Base types, Collections, Diagnostics, IO, RegEx…
I recently came across a bug in FileStream’s internal buffer where the behavior is non-intuitive, so I thought I would discuss it.
Filestream uses one internal buffer for both reading and writing (scary but memory efficient). Unfortunately, this means you need to understand the behavior to avoid some issues (especially for non-seekable streams for obvious reasons).
Note: Unless you specify a particular buffer size in the constructor, FileStream uses a default internal buffer size of 4K.
1) When you read ‘n’ bytes (where n < bufferSize), FileStream would attempt to read ‘bufferSize’ into its internal buffer. Upon successful read, it will return you only the ‘n’ bytes that you had asked for and cache the rest in its internal buffer. At this stage there is (bufferSize-n) amount of unread data left in the internal buffer. This bulk reading is desirable for most streams for performance reasons.
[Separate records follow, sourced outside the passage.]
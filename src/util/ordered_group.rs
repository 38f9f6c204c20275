use hashbrown::HashMap;
use std::hash::Hash;

/// An insertion-order-preserving `key -> Vec<value>` mapping.
///
/// MDX set expressions are order-sensitive: hierarchies nest left-to-right in
/// the order they first appear on an axis. Grouping through an unordered hash
/// map would make the generated statement nondeterministic, so groups are kept
/// in a `Vec` in first-seen key order, with a side index for O(1) lookup.
#[derive(Debug)]
pub struct OrderedGroups<K, V> {
    index: HashMap<K, usize>,
    groups: Vec<(K, Vec<V>)>,
}

impl<K: Eq + Hash + Clone, V> OrderedGroups<K, V> {
    pub fn new() -> Self {
        Self { index: HashMap::new(), groups: Vec::new() }
    }

    /// Appends `value` to the group for `key`, creating the group at the end
    /// of the order if `key` has not been seen before.
    pub fn insert(&mut self, key: K, value: V) {
        let position = match self.index.get(&key) {
            Some(&position) => position,
            None => {
                let position = self.groups.len();
                self.index.insert(key.clone(), position);
                self.groups.push((key, Vec::new()));
                position
            }
        };
        self.groups[position].1.push(value);
    }

    pub fn len(&self) -> usize {
        self.groups.len()
    }

    pub fn is_empty(&self) -> bool {
        self.groups.is_empty()
    }

    /// Iterates over `(key, values)` groups in first-seen key order.
    pub fn iter(&self) -> impl Iterator<Item = (&K, &[V])> {
        self.groups.iter().map(|(key, values)| (key, values.as_slice()))
    }
}

impl<K: Eq + Hash + Clone, V> Default for OrderedGroups<K, V> {
    fn default() -> Self {
        Self::new()
    }
}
Of course, the obvious question is what happens when at this stage if you switch to writing?
Since FileStream uses the same buffer for both reading and writing, it has to somehow flush the reminder of the read buffer.
For seekable streams, this is not a big deal as you can seek back to appropriate position. But for non-seekable streams this internal buffering approach is less than desirable as you would loose the remaining data in the buffer. This was a bug in Everett which has been fixed in Whidbey Beta2. The fix was to simply avoid buffering data for non-seekable streams.
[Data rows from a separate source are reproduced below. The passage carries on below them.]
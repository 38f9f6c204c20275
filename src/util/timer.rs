use std::fmt::Debug;
use std::fmt::Error;
use std::fmt::Formatter;
use std::ops::{Add, AddAssign, Deref};
use std::time::Duration;
use std::time::Instant;

#[derive(Clone, Copy, Debug)]
pub struct MdxTimer {
    instant: Instant,
}

#[derive(Clone, Copy, Default, PartialEq, Eq, PartialOrd, Ord)]
pub struct MdxDuration {
    duration: Duration,
}

impl MdxTimer {
    pub fn now() -> Self {
        Self { instant: Instant::now() }
    }

    pub fn elapsed(&self) -> MdxDuration {
        MdxDuration { duration: self.instant.elapsed() }
    }
}

impl MdxDuration {
    pub fn to_millis_string(&self) -> String {
        const MICRO_PER_MILLI: u128 = 1_000;
        format!(
            "{}.{:03} ms",
            self.duration.as_micros() / MICRO_PER_MILLI,
            self.duration.as_micros() % MICRO_PER_MILLI
        )
    }

    pub fn to_seconds_string(&self) -> String {
        format!("{}.{:06} s", self.duration.as_secs(), self.duration.subsec_micros())
    }
}

impl Debug for MdxDuration {
    fn fmt(&self, f: &mut Formatter) -> Result<(), Error> {
        write!(f, "{:?}", self.duration)
    }
}

impl Deref for MdxDuration {
    type Target = Duration;

    fn deref(&self) -> &Self::Target {
        &self.duration
    }
}

impl Add for MdxDuration {
    type Output = MdxDuration;

    fn add(mut self, rhs: Self) -> Self::Output {
        self.duration += rhs.duration;
        self
    }
}

impl AddAssign for MdxDuration {
    fn add_assign(&mut self, rhs: Self) {
        self.duration += rhs.duration;
    }
}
Let us look at how the above bug affects Pipe for a minute (which is probably one of the interesting case). Most pipes are one-way or uni-directional, meaning you either write or read using the opened handle, hence you would never run into this bug. However, there are some scenarios where you could have bi-directional or two-way pipes (ex, duplex NamedPipe) and you could very easily get into a situation where you would loose data.
When FileStream asks for ‘bufferSize’ bytes (and let us assume only ‘n’ bytes are available), it doesn’t necessarily mean that it is going to block. Remember that OS can choose to return anywhere from 0 to ‘bufferSize’ bytes. I’m not saying it always happens in practice as opposed to blocking for further data. Perhaps if you are having some issues with Pipes, this could be one of the problems.
In the mean time, let us see how you can work around this issue.
2) When you read ‘n’ bytes (where n > bufferSize), FileStream would be smart enough to by pass the internal buffer and instead attempt to read ‘n’ bytes directly into your buffer. Perhaps, you could set the ‘bufferSize’ to a lower value than your desired read size and avoid running into the above bug.